[Action item]: Extract from the listing each line in which the word "table" appears.

↓↓↓

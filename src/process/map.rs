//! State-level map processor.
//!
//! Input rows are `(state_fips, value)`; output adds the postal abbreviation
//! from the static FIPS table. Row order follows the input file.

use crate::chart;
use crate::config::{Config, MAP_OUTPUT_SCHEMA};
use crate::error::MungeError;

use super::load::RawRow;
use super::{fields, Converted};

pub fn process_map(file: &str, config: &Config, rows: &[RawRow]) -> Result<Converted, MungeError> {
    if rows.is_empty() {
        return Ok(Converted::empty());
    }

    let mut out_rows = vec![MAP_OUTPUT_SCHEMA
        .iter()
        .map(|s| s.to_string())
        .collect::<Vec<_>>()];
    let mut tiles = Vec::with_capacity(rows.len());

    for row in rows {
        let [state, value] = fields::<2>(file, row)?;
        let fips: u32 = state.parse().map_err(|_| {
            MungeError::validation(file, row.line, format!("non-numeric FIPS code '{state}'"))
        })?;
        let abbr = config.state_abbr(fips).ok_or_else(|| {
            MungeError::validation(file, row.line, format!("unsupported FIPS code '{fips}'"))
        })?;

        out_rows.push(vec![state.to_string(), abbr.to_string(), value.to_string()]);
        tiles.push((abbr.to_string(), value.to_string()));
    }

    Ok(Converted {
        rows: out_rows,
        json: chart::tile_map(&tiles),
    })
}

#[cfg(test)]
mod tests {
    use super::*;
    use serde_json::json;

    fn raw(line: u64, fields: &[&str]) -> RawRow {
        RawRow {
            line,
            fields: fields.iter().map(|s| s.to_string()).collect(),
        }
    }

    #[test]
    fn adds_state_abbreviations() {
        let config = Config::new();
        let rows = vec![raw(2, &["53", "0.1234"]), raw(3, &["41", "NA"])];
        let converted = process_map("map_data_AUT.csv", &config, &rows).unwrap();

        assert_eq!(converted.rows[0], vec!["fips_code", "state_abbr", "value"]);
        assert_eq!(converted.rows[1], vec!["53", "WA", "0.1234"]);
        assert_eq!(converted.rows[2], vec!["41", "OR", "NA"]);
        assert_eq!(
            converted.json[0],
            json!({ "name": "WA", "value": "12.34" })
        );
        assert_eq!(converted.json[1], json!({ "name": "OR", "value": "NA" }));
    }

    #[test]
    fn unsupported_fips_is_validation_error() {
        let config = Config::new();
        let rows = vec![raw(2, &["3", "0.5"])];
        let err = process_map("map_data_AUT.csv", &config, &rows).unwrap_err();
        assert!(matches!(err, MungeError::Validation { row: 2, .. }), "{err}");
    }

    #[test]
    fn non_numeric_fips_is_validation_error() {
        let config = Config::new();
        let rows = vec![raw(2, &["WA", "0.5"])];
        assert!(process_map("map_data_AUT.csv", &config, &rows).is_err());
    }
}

↑↑↑
↓↓↓

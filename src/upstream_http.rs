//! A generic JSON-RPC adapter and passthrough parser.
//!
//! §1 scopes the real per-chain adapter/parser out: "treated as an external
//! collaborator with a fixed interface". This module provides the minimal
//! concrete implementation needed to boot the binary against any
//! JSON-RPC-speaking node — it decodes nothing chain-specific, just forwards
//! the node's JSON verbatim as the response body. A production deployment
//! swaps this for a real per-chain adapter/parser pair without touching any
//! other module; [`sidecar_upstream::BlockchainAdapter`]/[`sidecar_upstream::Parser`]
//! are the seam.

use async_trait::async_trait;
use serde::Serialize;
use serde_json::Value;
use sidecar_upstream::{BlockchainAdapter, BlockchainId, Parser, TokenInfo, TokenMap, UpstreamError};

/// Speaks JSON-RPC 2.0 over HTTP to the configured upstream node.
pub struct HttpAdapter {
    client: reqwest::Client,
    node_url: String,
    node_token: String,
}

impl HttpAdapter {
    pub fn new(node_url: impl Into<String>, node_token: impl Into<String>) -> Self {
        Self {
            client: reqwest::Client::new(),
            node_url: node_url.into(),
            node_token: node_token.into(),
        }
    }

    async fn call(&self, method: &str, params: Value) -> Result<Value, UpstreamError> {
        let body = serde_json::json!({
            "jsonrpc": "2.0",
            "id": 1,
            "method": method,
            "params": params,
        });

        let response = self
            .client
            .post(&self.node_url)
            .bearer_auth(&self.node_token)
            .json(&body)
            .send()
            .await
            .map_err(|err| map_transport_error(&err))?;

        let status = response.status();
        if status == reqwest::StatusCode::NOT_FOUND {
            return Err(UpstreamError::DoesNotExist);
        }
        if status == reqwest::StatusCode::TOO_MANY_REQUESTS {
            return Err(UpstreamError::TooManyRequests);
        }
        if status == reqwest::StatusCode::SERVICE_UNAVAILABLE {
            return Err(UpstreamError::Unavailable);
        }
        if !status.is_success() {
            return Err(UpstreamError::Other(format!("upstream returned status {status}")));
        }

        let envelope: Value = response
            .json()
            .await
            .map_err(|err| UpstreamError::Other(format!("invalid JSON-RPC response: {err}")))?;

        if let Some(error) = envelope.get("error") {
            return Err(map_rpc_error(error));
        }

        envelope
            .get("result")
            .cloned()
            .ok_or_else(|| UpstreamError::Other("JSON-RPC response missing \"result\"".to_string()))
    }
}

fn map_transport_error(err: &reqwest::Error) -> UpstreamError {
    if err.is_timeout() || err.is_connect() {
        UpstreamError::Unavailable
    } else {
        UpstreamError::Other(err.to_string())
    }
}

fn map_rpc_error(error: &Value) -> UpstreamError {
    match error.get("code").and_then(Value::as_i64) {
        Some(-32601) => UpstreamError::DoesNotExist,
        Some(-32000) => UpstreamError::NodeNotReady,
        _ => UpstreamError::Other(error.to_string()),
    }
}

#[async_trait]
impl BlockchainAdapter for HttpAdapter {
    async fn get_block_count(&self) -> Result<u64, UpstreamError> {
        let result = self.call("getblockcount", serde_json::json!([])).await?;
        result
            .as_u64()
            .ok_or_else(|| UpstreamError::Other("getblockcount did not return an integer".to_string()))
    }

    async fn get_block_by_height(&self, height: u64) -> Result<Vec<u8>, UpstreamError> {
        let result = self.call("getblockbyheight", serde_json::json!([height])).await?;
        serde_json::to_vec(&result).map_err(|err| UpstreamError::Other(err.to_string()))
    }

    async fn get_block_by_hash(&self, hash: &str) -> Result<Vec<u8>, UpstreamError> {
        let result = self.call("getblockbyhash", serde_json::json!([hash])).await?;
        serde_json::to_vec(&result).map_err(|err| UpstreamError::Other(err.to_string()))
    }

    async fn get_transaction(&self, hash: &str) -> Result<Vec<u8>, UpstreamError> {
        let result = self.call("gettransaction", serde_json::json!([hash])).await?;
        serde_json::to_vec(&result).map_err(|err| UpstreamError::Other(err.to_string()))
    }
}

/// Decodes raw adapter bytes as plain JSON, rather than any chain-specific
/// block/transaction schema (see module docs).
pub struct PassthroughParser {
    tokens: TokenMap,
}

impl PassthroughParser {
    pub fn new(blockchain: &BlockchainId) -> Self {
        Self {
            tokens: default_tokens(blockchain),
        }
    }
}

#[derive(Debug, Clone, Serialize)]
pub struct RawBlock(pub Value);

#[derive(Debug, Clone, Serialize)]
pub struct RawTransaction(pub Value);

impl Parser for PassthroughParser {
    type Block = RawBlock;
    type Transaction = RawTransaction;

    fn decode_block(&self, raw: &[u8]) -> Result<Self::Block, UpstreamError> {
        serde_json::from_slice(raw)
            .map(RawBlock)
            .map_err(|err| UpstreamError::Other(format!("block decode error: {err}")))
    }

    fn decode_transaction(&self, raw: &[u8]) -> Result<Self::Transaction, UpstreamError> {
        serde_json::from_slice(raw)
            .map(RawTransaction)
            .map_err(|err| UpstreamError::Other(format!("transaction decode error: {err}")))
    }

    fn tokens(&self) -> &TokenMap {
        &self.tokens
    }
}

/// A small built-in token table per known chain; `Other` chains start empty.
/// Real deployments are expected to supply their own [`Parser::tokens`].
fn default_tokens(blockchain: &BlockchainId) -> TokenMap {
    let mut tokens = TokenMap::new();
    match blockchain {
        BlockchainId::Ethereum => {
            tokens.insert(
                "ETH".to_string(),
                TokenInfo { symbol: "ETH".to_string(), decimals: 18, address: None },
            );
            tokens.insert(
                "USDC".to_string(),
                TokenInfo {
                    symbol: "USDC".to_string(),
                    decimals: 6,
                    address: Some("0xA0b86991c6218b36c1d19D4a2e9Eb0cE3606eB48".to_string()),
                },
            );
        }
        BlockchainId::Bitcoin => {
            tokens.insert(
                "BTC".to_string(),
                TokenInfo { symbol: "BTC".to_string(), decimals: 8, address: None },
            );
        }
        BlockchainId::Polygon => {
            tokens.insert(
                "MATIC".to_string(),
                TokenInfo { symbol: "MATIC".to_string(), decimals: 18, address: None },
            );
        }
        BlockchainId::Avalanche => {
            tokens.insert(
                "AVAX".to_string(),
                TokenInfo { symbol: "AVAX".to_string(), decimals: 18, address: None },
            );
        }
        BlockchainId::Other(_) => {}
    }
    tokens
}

↑↑↑
↓↓↓

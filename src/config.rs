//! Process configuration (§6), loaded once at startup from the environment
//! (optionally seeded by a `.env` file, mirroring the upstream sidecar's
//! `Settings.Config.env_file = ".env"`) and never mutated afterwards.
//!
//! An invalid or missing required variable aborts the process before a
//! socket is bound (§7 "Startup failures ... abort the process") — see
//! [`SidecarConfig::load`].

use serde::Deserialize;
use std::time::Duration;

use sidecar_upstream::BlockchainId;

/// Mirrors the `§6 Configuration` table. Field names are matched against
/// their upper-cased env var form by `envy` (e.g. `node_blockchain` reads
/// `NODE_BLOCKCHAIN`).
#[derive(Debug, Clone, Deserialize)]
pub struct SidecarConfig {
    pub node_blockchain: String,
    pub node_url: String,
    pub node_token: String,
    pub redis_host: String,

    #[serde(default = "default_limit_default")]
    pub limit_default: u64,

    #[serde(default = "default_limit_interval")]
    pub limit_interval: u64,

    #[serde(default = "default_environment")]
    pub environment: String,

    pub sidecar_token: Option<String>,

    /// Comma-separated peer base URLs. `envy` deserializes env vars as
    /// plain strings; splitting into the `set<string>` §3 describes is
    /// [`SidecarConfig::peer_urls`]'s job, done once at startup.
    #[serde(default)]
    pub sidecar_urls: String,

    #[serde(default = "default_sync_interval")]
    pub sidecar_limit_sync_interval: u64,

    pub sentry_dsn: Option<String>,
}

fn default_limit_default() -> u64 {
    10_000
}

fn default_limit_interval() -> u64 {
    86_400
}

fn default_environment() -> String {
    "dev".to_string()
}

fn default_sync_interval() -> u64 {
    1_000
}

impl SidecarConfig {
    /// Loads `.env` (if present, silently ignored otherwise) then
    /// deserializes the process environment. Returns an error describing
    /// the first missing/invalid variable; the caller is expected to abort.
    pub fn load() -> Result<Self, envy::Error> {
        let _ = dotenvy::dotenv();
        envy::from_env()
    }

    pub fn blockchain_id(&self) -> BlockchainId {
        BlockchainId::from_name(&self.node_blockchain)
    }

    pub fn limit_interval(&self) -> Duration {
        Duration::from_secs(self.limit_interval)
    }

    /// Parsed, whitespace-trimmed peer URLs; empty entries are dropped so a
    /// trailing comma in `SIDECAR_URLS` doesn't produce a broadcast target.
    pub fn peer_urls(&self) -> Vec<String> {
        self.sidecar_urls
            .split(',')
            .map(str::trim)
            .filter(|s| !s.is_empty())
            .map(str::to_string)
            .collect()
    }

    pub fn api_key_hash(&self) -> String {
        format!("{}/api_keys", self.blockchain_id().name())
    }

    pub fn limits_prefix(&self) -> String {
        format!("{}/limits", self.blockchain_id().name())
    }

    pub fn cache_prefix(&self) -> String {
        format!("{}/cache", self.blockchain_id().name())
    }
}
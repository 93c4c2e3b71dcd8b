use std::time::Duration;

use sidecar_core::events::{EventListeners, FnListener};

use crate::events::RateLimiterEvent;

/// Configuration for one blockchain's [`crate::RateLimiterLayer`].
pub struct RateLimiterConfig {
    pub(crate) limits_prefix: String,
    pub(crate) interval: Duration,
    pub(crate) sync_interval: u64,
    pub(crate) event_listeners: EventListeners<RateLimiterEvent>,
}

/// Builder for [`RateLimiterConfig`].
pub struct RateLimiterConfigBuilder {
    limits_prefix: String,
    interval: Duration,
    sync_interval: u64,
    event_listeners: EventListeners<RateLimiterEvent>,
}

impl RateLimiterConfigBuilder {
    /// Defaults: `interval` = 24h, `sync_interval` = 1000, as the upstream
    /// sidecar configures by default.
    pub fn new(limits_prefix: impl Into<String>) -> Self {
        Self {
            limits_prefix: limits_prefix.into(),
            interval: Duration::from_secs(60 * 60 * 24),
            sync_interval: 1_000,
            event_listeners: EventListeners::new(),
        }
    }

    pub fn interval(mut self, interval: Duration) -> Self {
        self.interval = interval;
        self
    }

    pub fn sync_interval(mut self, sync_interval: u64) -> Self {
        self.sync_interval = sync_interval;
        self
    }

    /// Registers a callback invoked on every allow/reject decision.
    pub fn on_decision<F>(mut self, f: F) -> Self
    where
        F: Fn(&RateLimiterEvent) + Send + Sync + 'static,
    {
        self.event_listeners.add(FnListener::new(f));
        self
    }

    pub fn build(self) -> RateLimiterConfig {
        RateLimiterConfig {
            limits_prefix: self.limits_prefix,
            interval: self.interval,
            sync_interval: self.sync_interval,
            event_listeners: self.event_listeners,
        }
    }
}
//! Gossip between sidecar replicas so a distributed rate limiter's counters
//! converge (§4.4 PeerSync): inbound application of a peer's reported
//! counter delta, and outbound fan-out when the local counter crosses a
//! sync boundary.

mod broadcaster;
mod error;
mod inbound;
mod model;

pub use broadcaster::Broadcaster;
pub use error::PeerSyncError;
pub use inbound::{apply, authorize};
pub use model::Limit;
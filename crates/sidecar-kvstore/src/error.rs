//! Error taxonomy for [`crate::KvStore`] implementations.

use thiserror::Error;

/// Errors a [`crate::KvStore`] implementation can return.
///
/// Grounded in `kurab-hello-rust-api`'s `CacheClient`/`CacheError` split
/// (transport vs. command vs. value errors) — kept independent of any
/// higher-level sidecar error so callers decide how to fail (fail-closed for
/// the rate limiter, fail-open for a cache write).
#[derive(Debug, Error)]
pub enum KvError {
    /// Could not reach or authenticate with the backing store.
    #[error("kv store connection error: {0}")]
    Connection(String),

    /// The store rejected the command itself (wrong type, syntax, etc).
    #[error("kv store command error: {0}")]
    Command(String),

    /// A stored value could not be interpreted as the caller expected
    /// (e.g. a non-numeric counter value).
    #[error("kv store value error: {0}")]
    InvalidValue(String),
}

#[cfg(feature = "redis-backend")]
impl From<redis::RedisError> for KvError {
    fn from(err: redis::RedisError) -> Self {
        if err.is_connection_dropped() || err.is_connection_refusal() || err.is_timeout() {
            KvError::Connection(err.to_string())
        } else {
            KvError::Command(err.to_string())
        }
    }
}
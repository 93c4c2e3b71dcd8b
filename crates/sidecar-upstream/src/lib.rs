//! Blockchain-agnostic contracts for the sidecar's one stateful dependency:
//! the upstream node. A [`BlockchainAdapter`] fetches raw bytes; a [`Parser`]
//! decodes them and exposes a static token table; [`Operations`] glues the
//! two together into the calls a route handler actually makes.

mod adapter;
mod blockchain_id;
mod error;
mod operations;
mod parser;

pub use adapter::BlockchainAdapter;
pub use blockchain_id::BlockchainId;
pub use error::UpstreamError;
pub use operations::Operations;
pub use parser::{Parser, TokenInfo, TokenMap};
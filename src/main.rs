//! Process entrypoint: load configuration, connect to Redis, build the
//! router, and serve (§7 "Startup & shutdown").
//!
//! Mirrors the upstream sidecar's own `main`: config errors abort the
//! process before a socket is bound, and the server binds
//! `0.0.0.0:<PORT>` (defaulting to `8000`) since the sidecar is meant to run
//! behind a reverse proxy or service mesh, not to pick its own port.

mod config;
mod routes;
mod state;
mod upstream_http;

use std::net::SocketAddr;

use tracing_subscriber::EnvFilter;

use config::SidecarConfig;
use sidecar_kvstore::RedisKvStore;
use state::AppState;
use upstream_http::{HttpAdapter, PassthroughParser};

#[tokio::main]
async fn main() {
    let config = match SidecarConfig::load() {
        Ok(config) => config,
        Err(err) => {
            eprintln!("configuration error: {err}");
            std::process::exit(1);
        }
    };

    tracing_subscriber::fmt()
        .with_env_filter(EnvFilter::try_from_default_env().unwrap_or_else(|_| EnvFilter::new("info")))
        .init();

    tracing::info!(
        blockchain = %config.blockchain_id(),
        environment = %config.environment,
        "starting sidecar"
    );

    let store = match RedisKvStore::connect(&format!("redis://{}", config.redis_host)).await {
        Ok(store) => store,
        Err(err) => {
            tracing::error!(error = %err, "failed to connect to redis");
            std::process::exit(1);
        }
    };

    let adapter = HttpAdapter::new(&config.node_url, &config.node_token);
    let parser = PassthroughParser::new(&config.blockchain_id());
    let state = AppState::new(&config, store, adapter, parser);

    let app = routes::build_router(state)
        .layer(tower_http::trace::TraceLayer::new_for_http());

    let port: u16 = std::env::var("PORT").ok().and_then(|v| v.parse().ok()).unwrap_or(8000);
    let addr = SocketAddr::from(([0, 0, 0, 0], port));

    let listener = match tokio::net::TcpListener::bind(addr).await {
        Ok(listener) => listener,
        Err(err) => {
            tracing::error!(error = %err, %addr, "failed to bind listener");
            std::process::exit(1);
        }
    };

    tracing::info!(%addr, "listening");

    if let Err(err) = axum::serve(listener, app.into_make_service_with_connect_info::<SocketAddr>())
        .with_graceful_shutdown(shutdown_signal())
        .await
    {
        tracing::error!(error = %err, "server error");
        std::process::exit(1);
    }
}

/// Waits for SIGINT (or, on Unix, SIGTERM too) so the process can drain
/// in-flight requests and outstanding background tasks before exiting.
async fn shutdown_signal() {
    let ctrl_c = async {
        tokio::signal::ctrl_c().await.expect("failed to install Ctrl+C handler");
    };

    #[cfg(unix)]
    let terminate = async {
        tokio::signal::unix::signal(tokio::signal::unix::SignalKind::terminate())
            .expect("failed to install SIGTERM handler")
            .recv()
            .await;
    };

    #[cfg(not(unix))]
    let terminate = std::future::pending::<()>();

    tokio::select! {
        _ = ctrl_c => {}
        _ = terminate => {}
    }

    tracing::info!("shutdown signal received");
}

↑↑↑

[Output for this task]:
//! from the static FIPS table. Row order follows the input file.
/// A small built-in token table per known chain; `Other` chains start empty.
/// Mirrors the `§6 Configuration` table. Field names are matched against
//! decodes them and exposes a static token table; [`Operations`] glues the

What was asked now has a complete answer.